About the Lajjista 5th shame or planets there being neutral or delighted like your Moon in the 5th house.

You mentioned your sister trauma because of you being born, and that you may have learn from her birth, is that due to your moon in the 5th house? 

You mentioned lordship is important in your first videos, What if the lord of the 5th house is ashamed? of getting starved by conjunction. Could that be the equivalent of planets being shamed directly in the 5th house? or worse like Ted Bundy or Bill Gates shame. I would greatly appreciate a comparison between those people handwriting and then their astrology, and then how much you would weigh those trauma. 

The more I do astrology the more I'm realizing there is so much interrelationship it's hard for me to to quantify how much trauma the person actually gets compared to someone else trauma, at least with astrology. 

Reply
Ernst Wilhelm
Posts: 3095
Admin
Topic starter
(@ernst)
Member
Joined: 12 years ago

I remember that scene in the warrior show. I think that anything that debilitates us emotionally in adulthood, is due to trauma during the first three years, otherwise, we can handle anything and get over it in short time. 

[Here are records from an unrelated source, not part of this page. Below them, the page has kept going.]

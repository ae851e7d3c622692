use std::fmt::Debug;
use std::rc::Rc;

use crate::deferred::Deferred;

/// Decides whether an actor may perform an action on a resource.
///
/// `grants` only looks at data that is already loaded. Anything it depends on should be loaded
/// through the context first and joined into the value passed to [`Gate::reveal`].
pub trait Authorizer: 'static {
    type Actor: 'static;
    type Resource: 'static;
    type Action: 'static + Debug;

    fn grants(&self, actor: &Self::Actor, resource: &Self::Resource, action: &Self::Action) -> bool;
}

/// Applies an [`Authorizer`] for one actor as the final step of a field's load chain.
///
/// A denied check resolves to `None`; it is never an error.
pub struct Gate<A: Authorizer> {
    authorizer: Rc<A>,
    actor: Rc<A::Actor>,
}

impl<A: Authorizer> Clone for Gate<A> {
    fn clone(&self) -> Self {
        Self { authorizer: Rc::clone(&self.authorizer), actor: Rc::clone(&self.actor) }
    }
}

impl<A: Authorizer> Gate<A> {
    pub fn new(authorizer: Rc<A>, actor: A::Actor) -> Self {
        Self { authorizer, actor: Rc::new(actor) }
    }

    pub fn actor(&self) -> &A::Actor {
        &self.actor
    }

    /// Checks `action` once `ready` has resolved.
    ///
    /// `select` splits the loaded dependencies into the resource to check and the value to
    /// reveal. The value is revealed only if the check passes. Failures of `ready` pass through
    /// without running the check.
    pub fn reveal<D, V, S>(&self, ready: Deferred<D>, action: A::Action, select: S) -> Deferred<Option<V>>
    where
        D: Clone + 'static,
        V: Clone + 'static,
        S: FnOnce(D) -> (A::Resource, Option<V>) + 'static,
    {
        let gate = self.clone();
        ready.map(move |loaded| {
            let (resource, value) = select(loaded);
            if gate.authorizer.grants(&gate.actor, &resource, &action) {
                value
            } else {
                tracing::debug!(?action, "authorization denied, hiding value");
                None
            }
        })
    }

    /// Reveals a loaded resource only if `action` is granted on the resource itself.
    pub fn filter(&self, resource: Deferred<Option<A::Resource>>, action: A::Action) -> Deferred<Option<A::Resource>>
    where
        A::Resource: Clone,
    {
        let gate = self.clone();
        resource.map(move |resource| {
            resource.filter(|resource| {
                let granted = gate.authorizer.grants(&gate.actor, resource, &action);
                if !granted {
                    tracing::debug!(?action, "authorization denied, hiding resource");
                }
                granted
            })
        })
    }
}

and yes, its hard to judge the level of trauma, use chestha, uccha and especially dig bala. THe level of helplessness felt is equal to the level of trauma. If chestha and uccha are low, the person simply had less in them to resist the trauma, and if dig is low, they struggled to adapt to it. Will get into this in detail later in the course. 

 

 

Reply
Posts: 1
 Ieva
(@ieva)
New Member
Joined: 8 months ago

I am very excited about this new course, it is very interesting. I myself have Mars and Saturn conjunction in Scorpio. I feel like someone is holding me back and I think that I need to work on it. Also, I'm really looking forward and hoping to see how it looks astrologically "I am ok, you're not ok"

Reply
2 Replies
Ernst Wilhelm
Admin
(@ernst)
Joined: 12 years ago

Member
Posts: 3095

@ieva we will talk a lot about that conjunction! That is a parent telling the child not to act out and get what it needs.

Reply
(@jesuschrist)
Joined: 10 months ago

Estimable Member
Posts: 87

@ernst do u plan to add or atleast give a hint at how the outer planets conjunctions can also sway?